Sunday, March 23, 2008

Happy Easter!



Semi creepy (considering) Sharon Tate Easter photo via Girlfriday 2 by way of Flickr, one of my favorite mysterious random image collectors!

Friday, March 14, 2008

Raggedy Ann Eyelashes...

After a few weeks of nonstop house hunting and catching up on long overdue projects, we were super excited to set aside a leisurely weekend last week to run around town taking in all of our friends newer, bigger, better gallery spaces, and ringing in the month long Robert Altman fest at the Portland Art Museum NW Film Center with a screening of one of my favorite movies of all time:



Brewster McCloud! I've been toting around a decaying video store copy of this film for decades, eventually upgraded to the laserdisk, but have never, never seen it on the big screen!

With an original screenplay written by Doran William Cannon, who was also responsible for another top ten favorite, Otto Preminger's "Skidoo," and starring the always perfect Mister Bud Cort and the magical, elvin and otherworldly Miss Shelley Duvall (Probably my number one vintage muse - as you can probably tell by the girls that I paint! Spider lashes, bunny teeth and ears poking out of stick straight hair? Check, check and check!) in her first ever movie role, personally discovered by Altman, who had this to say about his first impression:

"When I first saw her, she had painted long eyelashes on her face, and I thought "Here is a girl who is trying to make me think she is a Raggedy Ann doll." It was only years later that I realised that she WAS a Raggedy Ann doll."







Images and quotes via the Shelley Duvall and Brewster McCloud fan sites, both of which are amazing resources for interviews, articles, and ephemera about the film.

Check out the NW Film Center website for the rest of the festival calendar, maybe we'll see you there!

Crack in the Cosmic Egg Lamp...

Via Centre de Recherche sur les Arts du Feu et de la Terre by way of France Magazine by way of Design-Milk, I'm now completely obsessed with this Ingo Maurer porcelain Broken Egg lamp from 1996:



I can totally picture it in our new place, perched high atop the Kraut section of the record shelves!

Thursday, March 13, 2008

Boating Stripes and Bow Ties...

The first of the imminent deluge of David Hockney inspired Spring editorials is out!




From Another Man Magazine
Starring and Set Design by Gary Card
Photography by William Selden
Styling by Nicola Formichetti

There's also a childrens version!




From Milk Magazine

Via Style Bubble, Diane Pernet, Sarah Colette

Now it's going to be even more impossible than ever to find a pair of those glasses (My first and favorite prescription, they fell apart in the mid 90s and I've been searching for the perfect pair again ever since) again!

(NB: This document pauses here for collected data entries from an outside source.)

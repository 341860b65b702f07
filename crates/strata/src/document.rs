//! YAML documents that remember where every node came from
//!
//! Vars files are YAML. Besides the [Value] tree a [Document] carries a [Location] per node,
//! keyed by ref path (`a.b.2`, the root is `""`), so templates embedded in scalars report
//! errors at their position in the file.
use crate::error::{Error, ErrorDetail, Result};
use crate::position::{Location, Locations, Position};
use crate::value::{Object, Value};
use crate::variable::join_ref;
use chrono::NaiveDate;
use once_cell::sync::Lazy;
use regex::Regex;
use std::path::{Path, PathBuf};
use yaml_rust2::parser::{Event, MarkedEventReceiver, Parser};
use yaml_rust2::scanner::{Marker, TScalarStyle};

static DATE: Lazy<Regex> = Lazy::new(|| Regex::new(r"^\d{4}-\d{2}-\d{2}$").unwrap());
static BLOCK_HEADER: Lazy<Regex> =
    Lazy::new(|| Regex::new(r"(?:^|\s)[|>][-+1-9]{0,2}\s*(?:#.*)?$").unwrap());

#[derive(Debug, Clone, PartialEq, Default)]
pub struct Document {
    pub value: Value,
    pub locations: Locations,
    pub file: Option<PathBuf>,
}

impl Document {
    pub fn parse(text: &str, file: Option<PathBuf>) -> Result<Self> {
        let mut builder = Builder::new(text, file.clone());
        let mut parser = Parser::new_from_str(text);

        if let Err(e) = parser.load(&mut builder, false) {
            return Err(Error::Document(
                ErrorDetail::new(format!("Invalid YAML: {}", e.info()))
                    .with_file(file)
                    .with_span(position(e.marker()), None),
            ));
        }

        builder.finish()
    }

    pub fn from_file(path: impl AsRef<Path>) -> Result<Self> {
        let path = path.as_ref();
        let text = std::fs::read_to_string(path).map_err(|e| Error::io(path, e))?;
        tracing::debug!(path = %path.display(), "parsing document");
        Self::parse(&text, Some(path.to_path_buf()))
    }

    pub fn location(&self, reference: &str) -> Option<&Location> {
        self.locations.get(reference)
    }
}

fn position(marker: &Marker) -> Position {
    Position::new(marker.line().max(1), marker.col() + 1)
}

enum Node {
    Sequence {
        reference: String,
        items: Vec<Value>,
    },
    Mapping {
        reference: String,
        object: Object,
        key: Option<String>,
    },
}

/// What the next node in the event stream is
enum Slot {
    Key,
    Value(String),
}

struct Builder<'a> {
    lines: Vec<&'a str>,
    file: Option<PathBuf>,
    stack: Vec<Node>,
    root: Option<Value>,
    locations: Locations,
    error: Option<Error>,
    /// Line of the previous event, a block scalar header is at or after it
    previous_line: usize,
}

impl<'a> Builder<'a> {
    fn new(text: &'a str, file: Option<PathBuf>) -> Self {
        Self {
            lines: text.lines().collect(),
            file,
            stack: vec![],
            root: None,
            locations: Locations::new(),
            error: None,
            previous_line: 1,
        }
    }

    fn finish(self) -> Result<Document> {
        if let Some(error) = self.error {
            return Err(error);
        }

        let mut locations = self.locations;
        if !locations.contains_key("") {
            locations.insert(String::new(), Location::new(self.file.clone(), Position::default(), None));
        }

        Ok(Document {
            value: self.root.unwrap_or_default(),
            locations,
            file: self.file,
        })
    }

    fn fail(&mut self, message: &str, marker: &Marker) {
        if self.error.is_none() {
            self.error = Some(Error::Document(
                ErrorDetail::new(message)
                    .with_file(self.file.clone())
                    .with_span(position(marker), None),
            ));
        }
    }

    fn slot(&self) -> Slot {
        match self.stack.last() {
            None => Slot::Value(String::new()),
            Some(Node::Sequence { reference, items }) => Slot::Value(join_ref(reference, items.len())),
            Some(Node::Mapping {
                key: None,
                ..
            }) => Slot::Key,
            Some(Node::Mapping {
                reference,
                key: Some(key),
                ..
            }) => Slot::Value(join_ref(reference, key)),
        }
    }

    /// Claim the position for a container or reject it as a mapping key
    fn open(&mut self, marker: &Marker) -> Option<String> {
        match self.slot() {
            Slot::Key => {
                self.fail("Mapping keys must be scalars", marker);
                None
            }
            Slot::Value(reference) => {
                self.locate(&reference, position(marker));
                Some(reference)
            }
        }
    }

    fn locate(&mut self, reference: &str, start: Position) {
        self.locations.insert(
            reference.to_owned(),
            Location::new(self.file.clone(), start, None),
        );
    }

    fn complete(&mut self, value: Value) {
        match self.stack.last_mut() {
            None => self.root = Some(value),
            Some(Node::Sequence { items, .. }) => items.push(value),
            Some(Node::Mapping { object, key, .. }) => {
                if let Some(key) = key.take() {
                    object.insert(key, value);
                }
            }
        }
    }

    /// Where the content of a scalar starts, the marker points at the opening quote
    fn scalar_start(&self, marker: &Marker, style: TScalarStyle) -> Position {
        match style {
            TScalarStyle::SingleQuoted | TScalarStyle::DoubleQuoted => {
                Position::new(marker.line().max(1), marker.col() + 2)
            }
            TScalarStyle::Literal | TScalarStyle::Folded => self.block_start(marker),
            _ => position(marker),
        }
    }

    /// First content line of a `|`/`>` block scalar
    ///
    /// The marker of a block scalar does not point at its header, so the header is searched
    /// from the previous event's line on.
    fn block_start(&self, marker: &Marker) -> Position {
        let from = self.previous_line.max(1);
        let to = marker.line().max(from).min(self.lines.len());

        let content = (from..=to)
            .find(|n| BLOCK_HEADER.is_match(self.lines[n - 1]))
            .and_then(|header| {
                (header + 1..=self.lines.len()).find(|n| !self.lines[n - 1].trim().is_empty())
            });

        match content {
            Some(line) => {
                let indent = self.lines[line - 1]
                    .chars()
                    .take_while(|c| *c == ' ')
                    .count();
                Position::new(line, indent + 1)
            }
            None => position(marker),
        }
    }

    fn scalar(&mut self, text: String, style: TScalarStyle, marker: &Marker) {
        let reference = match self.slot() {
            Slot::Key => {
                if let Some(Node::Mapping { key, .. }) = self.stack.last_mut() {
                    *key = Some(text);
                }
                return;
            }
            Slot::Value(reference) => reference,
        };

        let start = self.scalar_start(marker, style);
        self.locate(&reference, start);
        if matches!(style, TScalarStyle::Literal | TScalarStyle::Folded) {
            self.previous_line = self.previous_line.max(start.line);
        }

        let value = match style {
            TScalarStyle::Plain => infer(text),
            _ => Value::String(text),
        };
        self.complete(value);
    }
}

impl<'a> MarkedEventReceiver for Builder<'a> {
    fn on_event(&mut self, ev: Event, marker: Marker) {
        if self.error.is_some() {
            return;
        }

        match ev {
            Event::Scalar(text, style, ..) => self.scalar(text, style, &marker),
            Event::SequenceStart(..) => {
                if let Some(reference) = self.open(&marker) {
                    self.stack.push(Node::Sequence {
                        reference,
                        items: vec![],
                    });
                }
            }
            Event::MappingStart(..) => {
                if let Some(reference) = self.open(&marker) {
                    self.stack.push(Node::Mapping {
                        reference,
                        object: Object::new(),
                        key: None,
                    });
                }
            }
            Event::SequenceEnd | Event::MappingEnd => {
                let value = match self.stack.pop() {
                    Some(Node::Sequence { items, .. }) => Value::Array(items),
                    Some(Node::Mapping { object, .. }) => Value::Object(object),
                    None => return,
                };
                self.complete(value);
            }
            Event::Alias(_) => self.fail("YAML aliases are not supported", &marker),
            _ => {}
        }
        self.previous_line = self.previous_line.max(marker.line());
    }
}

/// Type of a plain scalar, following the YAML core schema
fn infer(text: String) -> Value {
    match text.as_str() {
        "" | "~" | "null" | "Null" | "NULL" => Value::Null,
        "true" | "True" | "TRUE" => Value::Boolean(true),
        "false" | "False" | "FALSE" => Value::Boolean(false),
        ".inf" | ".Inf" | ".INF" | "+.inf" => Value::Decimal(f64::INFINITY),
        "-.inf" | "-.Inf" | "-.INF" => Value::Decimal(f64::NEG_INFINITY),
        ".nan" | ".NaN" | ".NAN" => Value::Decimal(f64::NAN),
        _ => {
            if let Ok(i) = text.parse::<i64>() {
                return Value::Integer(i);
            }
            if text.chars().any(|c| c.is_ascii_digit()) {
                if let Ok(d) = text.parse::<f64>() {
                    return Value::Decimal(d);
                }
            }
            if DATE.is_match(&text) {
                if let Ok(date) = NaiveDate::parse_from_str(&text, "%Y-%m-%d") {
                    return Value::Date(date);
                }
            }
            Value::String(text)
        }
    }
}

Though I suppose I could also shell out for the surely forthcoming Paul Smith version? Sigh...

Monday, March 10, 2008

Recent Acquisitions...

We've been finding entirely different categories of super common cute vintage stuff in the Northwest and have been accidentally starting lots new collections in the process... Oops!

Like adorable hand carved wooden owls:

(Note: the one with pink felt googly eyes was $1 and according to it's reluctant previous owner "about to be firewood!")

And booth upon booth of 70s novelty steins:


The gonk era Magic Mountain stein with a wizard for a handle is one of my new favorite things of all time!

Saturday, March 01, 2008

Cute Clutter vs. Creative Chaos...

So we're officially house hunting again as of a bit later this month (Hoping for one of the last huge adorable affordable houses in all of Portland!) and it has me thinking a lot about studio decor and studio practice, since this is the first time besides a handful of ill advised moves to the Midwest in search of a) the easy life and b) bargain basement rents on giant crumbling Victorians (Done and done, by the way!) that I could potentially have room (We've spotted triple car garages and basements and woodshops galore!) to spread out and actually create the kind of space that I'm convinced is totally necessary for happy, stress free art making! I can't wait!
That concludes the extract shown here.